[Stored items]
···

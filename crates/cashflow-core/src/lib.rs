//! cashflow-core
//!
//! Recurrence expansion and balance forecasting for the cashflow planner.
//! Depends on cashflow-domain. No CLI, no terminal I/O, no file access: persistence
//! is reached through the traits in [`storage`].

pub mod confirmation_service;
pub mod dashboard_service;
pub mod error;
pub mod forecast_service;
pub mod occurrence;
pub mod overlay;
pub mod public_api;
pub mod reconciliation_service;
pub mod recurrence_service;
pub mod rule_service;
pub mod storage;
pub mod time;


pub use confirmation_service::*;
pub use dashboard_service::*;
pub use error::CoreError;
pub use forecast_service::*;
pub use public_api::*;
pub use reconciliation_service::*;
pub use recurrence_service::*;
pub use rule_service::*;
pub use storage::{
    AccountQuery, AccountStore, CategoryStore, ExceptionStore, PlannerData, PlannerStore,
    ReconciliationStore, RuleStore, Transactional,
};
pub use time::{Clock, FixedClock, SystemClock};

···

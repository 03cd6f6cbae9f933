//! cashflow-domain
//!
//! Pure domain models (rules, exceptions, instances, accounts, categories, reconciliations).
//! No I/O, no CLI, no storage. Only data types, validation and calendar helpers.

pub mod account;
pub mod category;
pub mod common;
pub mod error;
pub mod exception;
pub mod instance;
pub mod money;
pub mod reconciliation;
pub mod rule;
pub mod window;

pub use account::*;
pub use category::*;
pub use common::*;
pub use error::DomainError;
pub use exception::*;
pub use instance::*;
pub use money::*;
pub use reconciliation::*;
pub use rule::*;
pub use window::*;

···

Work order – Produce only the lines from the line containing "pub use reconciliation::*;" through the line containing "pub use window::*;", inclusive of both, exactly as they stand in the entries above.

The completed task –
pub use reconciliation::*;
pub use rule::*;
pub use window::*;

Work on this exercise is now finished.